WHAT YOU SHOULD DO - Tally every line in the listing that holds the string "Mutex", then state the total and nothing more.
[DATA PROVIDED — start]
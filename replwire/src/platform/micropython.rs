//! MicroPython unix port profile.
//!
//! Paste mode is entered with Ctrl-E, which the REPL acknowledges with
//! `paste mode; Ctrl-C to cancel, Ctrl-D to finish` followed by a `=== `
//! line prefix. Ctrl-D ends the paste and runs it.

use super::ReplProfile;
use crate::channel::NORMAL_PROMPT;

/// Ctrl-E: enter paste mode.
pub const PASTE_MODE_CMD: u8 = 0x05;

/// Prefix echoed for each line in paste mode.
pub const PASTE_MODE_LINE_PREFIX: &[u8] = b"=== ";

/// Ctrl-D: finish paste mode and execute.
pub const EOT: u8 = 0x04;

/// Ctrl-C: keyboard interrupt.
pub const INTERRUPT: u8 = 0x03;

/// Marks the end of a pasted script. A comment, so it is inert when it
/// lands on the script's last line.
pub const SCRIPT_SENTINEL: &[u8] = b"#~eos~";

/// Line the REPL prints under its version banner.
pub const WELCOME_BOILERPLATE: &str = "Use Ctrl-D to exit, Ctrl-E for paste mode\n";

/// Modules the unix port is known to ship.
///
/// `binascii` is left out on purpose: its presence does not reliably tell
/// whether the reader/writer helpers are usable.
pub const FALLBACK_BUILTIN_MODULES: &[&str] = &[
    "cmath",
    "gc",
    "math",
    "sys",
    "array",
    "collections",
    "errno",
    "hashlib",
    "heapq",
    "io",
    "json",
    "os",
    "re",
    "select",
    "socket",
    "ssl",
    "struct",
    "time",
    "zlib",
    "_thread",
    "btree",
    "micropython",
    "cryptolib",
    "ctypes",
];

/// Create the MicroPython profile.
pub fn profile() -> ReplProfile {
    ReplProfile::new("micropython", NORMAL_PROMPT)
        .with_paste_mode(PASTE_MODE_CMD, PASTE_MODE_LINE_PREFIX)
        .with_control_bytes(EOT, INTERRUPT)
        .with_script_sentinel(SCRIPT_SENTINEL)
        .with_welcome_boilerplate(WELCOME_BOILERPLATE)
        .with_interactive_arg("-i")
        .with_builtin_modules(FALLBACK_BUILTIN_MODULES)
}

#[cfg(test)]
mod tests {
    use super::*;

    #[test]
    fn test_micropython_profile() {
        let profile = profile();
        assert_eq!(profile.name, "micropython");
        assert_eq!(profile.normal_prompt.as_bytes(), b">>> ");
        assert_eq!(profile.paste_mode_command, 0x05);
        assert_eq!(profile.end_of_transmission, 0x04);
        assert_eq!(profile.interactive_args, vec!["-i"]);
    }

    #[test]
    fn test_sentinel_is_a_comment() {
        assert!(SCRIPT_SENTINEL.starts_with(b"#"));
        assert!(!SCRIPT_SENTINEL.contains(&b'\n'));
    }

    #[test]
    fn test_builtin_modules() {
        let profile = profile();
        assert!(profile.builtin_modules.contains(&"micropython"));
        assert!(!profile.builtin_modules.contains(&"binascii"));
    }
}
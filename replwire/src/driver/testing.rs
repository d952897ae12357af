//! Scripted stand-in for the MicroPython REPL, for tests.
//!
//! Speaks the same byte protocol as the unix port: banner and prompt,
//! paste mode with `=== ` echo, Ctrl-D to run, Ctrl-C to interrupt.
//! Scripts are answered from a lookup table instead of being evaluated.

use std::sync::{Arc, Mutex};
use std::time::Duration;

use tokio::io::{AsyncReadExt, AsyncWriteExt, DuplexStream, ReadHalf, WriteHalf, duplex, split};

use crate::error::{Result, TransportError};
use crate::platform::helpers::{
    CAPABILITY_PROBE_SCRIPT, FALLBACK_OS_SCRIPT, HELPER_SCRIPT, NATIVE_OS_SCRIPT,
};
use crate::platform::micropython::{EOT, INTERRUPT, PASTE_MODE_CMD, SCRIPT_SENTINEL};
use crate::transport::{Connector, StreamConnection};

pub(crate) type FakeConnection = StreamConnection<ReadHalf<DuplexStream>, WriteHalf<DuplexStream>>;

pub(crate) const BANNER: &str = "MicroPython v1.22.0 on 2024-01-01; linux [GCC 12.2.0] version\n\
Use Ctrl-D to exit, Ctrl-E for paste mode\n";

const PASTE_BANNER: &[u8] = b"\npaste mode; Ctrl-C to cancel, Ctrl-D to finish\n=== ";
const PROMPT: &[u8] = b">>> ";
const INTERRUPTED: &[u8] = b"Traceback (most recent call last):\n  File \"<stdin>\", line 1, in <module>\nKeyboardInterrupt: \n";

#[derive(Debug, Clone)]
enum Reply {
    Output(String),
    /// Print this, then hang until interrupted.
    Block(String),
}

/// What the fake REPL observed.
#[derive(Debug, Default)]
pub(crate) struct FakeState {
    pub args: Vec<String>,
    pub executed: Vec<String>,
    pub interrupts: usize,
    pub stdin: Vec<u8>,
}

/// Shared view of a running fake REPL.
#[derive(Debug, Clone, Default)]
pub(crate) struct FakeReplHandle {
    state: Arc<Mutex<FakeState>>,
}

impl FakeReplHandle {
    pub fn executed(&self) -> Vec<String> {
        self.state.lock().unwrap().executed.clone()
    }

    pub fn interrupts(&self) -> usize {
        self.state.lock().unwrap().interrupts
    }

    pub fn args(&self) -> Vec<String> {
        self.state.lock().unwrap().args.clone()
    }

    pub fn stdin(&self) -> Vec<u8> {
        self.state.lock().unwrap().stdin.clone()
    }
}

#[derive(Debug, Clone)]
enum Mode {
    Normal,
    Paste(Vec<u8>),
    Blocked,
}

/// Configuration of a fake REPL.
#[derive(Debug, Clone)]
pub(crate) struct FakeRepl {
    banner: bool,
    paste_mode: bool,
    exit_on_paste: bool,
    os_capability: &'static str,
    replies: Vec<(String, Reply)>,
    byte_delay: Option<Duration>,
    missing: bool,
}

impl FakeRepl {
    pub fn new() -> Self {
        Self {
            banner: true,
            paste_mode: true,
            exit_on_paste: false,
            os_capability: "native",
            replies: Vec::new(),
            byte_delay: None,
            missing: false,
        }
    }

    /// Fail to start, as if the executable did not exist.
    pub fn missing(mut self) -> Self {
        self.missing = true;
        self
    }

    /// Start idle, as if the banner had already been read.
    pub fn skip_banner(mut self) -> Self {
        self.banner = false;
        self
    }

    /// Ignore Ctrl-E.
    pub fn without_paste_mode(mut self) -> Self {
        self.paste_mode = false;
        self
    }

    /// Exit as soon as Ctrl-E arrives.
    pub fn exit_on_paste(mut self) -> Self {
        self.exit_on_paste = true;
        self
    }

    /// Answer the capability probe with `fallback`.
    pub fn without_native_os(mut self) -> Self {
        self.os_capability = "fallback";
        self
    }

    /// Answer the capability probe with garbage.
    pub fn broken_probe(mut self) -> Self {
        self.os_capability = "Traceback: NameError";
        self
    }

    /// Print `output` when `script` (without sentinel) runs.
    pub fn respond(mut self, script: &str, output: &str) -> Self {
        self.replies
            .push((script.to_string(), Reply::Output(output.to_string())));
        self
    }

    /// Print `output` when `script` runs, then hang until interrupted.
    pub fn respond_blocking(mut self, script: &str, output: &str) -> Self {
        self.replies
            .push((script.to_string(), Reply::Block(output.to_string())));
        self
    }

    /// Deliver execution output and prompts one byte at a time.
    pub fn byte_delay(mut self, delay: Duration) -> Self {
        self.byte_delay = Some(delay);
        self
    }

    fn reply_for(&self, script: &str) -> Reply {
        if let Some((_, reply)) = self.replies.iter().find(|(s, _)| s == script) {
            return reply.clone();
        }
        let output = match script {
            HELPER_SCRIPT | NATIVE_OS_SCRIPT | FALLBACK_OS_SCRIPT => String::new(),
            CAPABILITY_PROBE_SCRIPT => format!("{}\n", self.os_capability),
            "print(1+1)" => "2\n".to_string(),
            _ => String::new(),
        };
        Reply::Output(output)
    }

    async fn send(&self, stream: &mut DuplexStream, data: &[u8]) -> std::io::Result<()> {
        match self.byte_delay {
            Some(delay) => {
                for byte in data {
                    tokio::time::sleep(delay).await;
                    stream.write_all(&[*byte]).await?;
                }
                Ok(())
            }
            None => stream.write_all(data).await,
        }
    }

    async fn serve(self, mut stream: DuplexStream, handle: FakeReplHandle) {
        let extra_args: Vec<String> = handle
            .args()
            .into_iter()
            .filter(|a| a != "-i")
            .collect();
        if !extra_args.is_empty() {
            let line = format!("ran {}\n", extra_args.join(" "));
            if stream.write_all(line.as_bytes()).await.is_err() {
                return;
            }
        }
        if self.banner {
            let greeting = [BANNER.as_bytes(), PROMPT].concat();
            if stream.write_all(&greeting).await.is_err() {
                return;
            }
        }

        let mut mode = Mode::Normal;
        let mut buf = [0u8; 1024];
        loop {
            let n = match stream.read(&mut buf).await {
                Ok(0) | Err(_) => return,
                Ok(n) => n,
            };
            for &byte in &buf[..n] {
                mode = match self.handle(byte, mode, &mut stream, &handle).await {
                    Ok(Some(mode)) => mode,
                    _ => return,
                };
            }
        }
    }

    async fn handle(
        &self,
        byte: u8,
        mode: Mode,
        stream: &mut DuplexStream,
        handle: &FakeReplHandle,
    ) -> std::io::Result<Option<Mode>> {
        let next = match mode {
            Mode::Normal => match byte {
                PASTE_MODE_CMD if self.exit_on_paste => return Ok(None),
                PASTE_MODE_CMD if self.paste_mode => {
                    stream.write_all(PASTE_BANNER).await?;
                    Mode::Paste(Vec::new())
                }
                PASTE_MODE_CMD => Mode::Normal,
                INTERRUPT => {
                    handle.state.lock().unwrap().interrupts += 1;
                    stream.write_all(b"\n>>> ").await?;
                    Mode::Normal
                }
                EOT => return Ok(None),
                b'\n' => {
                    stream.write_all(b"\n>>> ").await?;
                    Mode::Normal
                }
                other => {
                    stream.write_all(&[other]).await?;
                    Mode::Normal
                }
            },
            Mode::Paste(mut script) => match byte {
                INTERRUPT => {
                    stream.write_all(b"\n>>> ").await?;
                    Mode::Normal
                }
                EOT => {
                    stream.write_all(b"\n").await?;
                    self.execute(&script, stream, handle).await?
                }
                b'\n' => {
                    script.push(byte);
                    stream.write_all(b"\n=== ").await?;
                    Mode::Paste(script)
                }
                other => {
                    script.push(other);
                    stream.write_all(&[other]).await?;
                    Mode::Paste(script)
                }
            },
            Mode::Blocked => match byte {
                INTERRUPT => {
                    handle.state.lock().unwrap().interrupts += 1;
                    self.send(stream, &[INTERRUPTED, PROMPT].concat()).await?;
                    Mode::Normal
                }
                other => {
                    handle.state.lock().unwrap().stdin.push(other);
                    Mode::Blocked
                }
            },
        };
        Ok(Some(next))
    }

    async fn execute(
        &self,
        script: &[u8],
        stream: &mut DuplexStream,
        handle: &FakeReplHandle,
    ) -> std::io::Result<Mode> {
        let script = String::from_utf8_lossy(script).into_owned();
        handle.state.lock().unwrap().executed.push(script.clone());

        let sentinel = String::from_utf8_lossy(SCRIPT_SENTINEL);
        let key = script.strip_suffix(sentinel.as_ref()).unwrap_or(&script);

        match self.reply_for(key) {
            Reply::Output(output) => {
                self.send(stream, &[output.as_bytes(), PROMPT].concat()).await?;
                Ok(Mode::Normal)
            }
            Reply::Block(output) => {
                self.send(stream, output.as_bytes()).await?;
                Ok(Mode::Blocked)
            }
        }
    }
}

/// Start a fake REPL and connect to it.
pub(crate) fn fake_connection(repl: FakeRepl) -> (FakeConnection, FakeReplHandle) {
    start(repl, Vec::new())
}

fn start(repl: FakeRepl, args: Vec<String>) -> (FakeConnection, FakeReplHandle) {
    let (ours, theirs) = duplex(64 * 1024);
    let handle = FakeReplHandle::default();
    handle.state.lock().unwrap().args = args;
    tokio::spawn(repl.serve(theirs, handle.clone()));

    let (reader, writer) = split(ours);
    (StreamConnection::new(reader, writer), handle)
}

/// Connector that starts a new fake REPL on every connect.
#[derive(Debug, Clone)]
pub(crate) struct FakeConnector {
    repl: FakeRepl,
    started: Arc<Mutex<Vec<FakeReplHandle>>>,
}

impl FakeConnector {
    pub fn new(repl: FakeRepl) -> Self {
        Self {
            repl,
            started: Arc::default(),
        }
    }

    /// Handles of every REPL started so far, oldest first.
    pub fn started(&self) -> Vec<FakeReplHandle> {
        self.started.lock().unwrap().clone()
    }

    pub fn latest(&self) -> FakeReplHandle {
        self.started().last().cloned().unwrap()
    }
}

impl Connector for FakeConnector {
    type Connection = FakeConnection;

    async fn connect(&self, args: &[String]) -> Result<FakeConnection> {
        if self.repl.missing {
            return Err(TransportError::SpawnFailed {
                program: "micropython".to_string(),
                source: std::io::ErrorKind::NotFound.into(),
            }
            .into());
        }
        let (conn, handle) = start(self.repl.clone(), args.to_vec());
        self.started.lock().unwrap().push(handle);
        Ok(conn)
    }
}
[DATA PROVIDED — finish]
EXERCISE RESULT - 3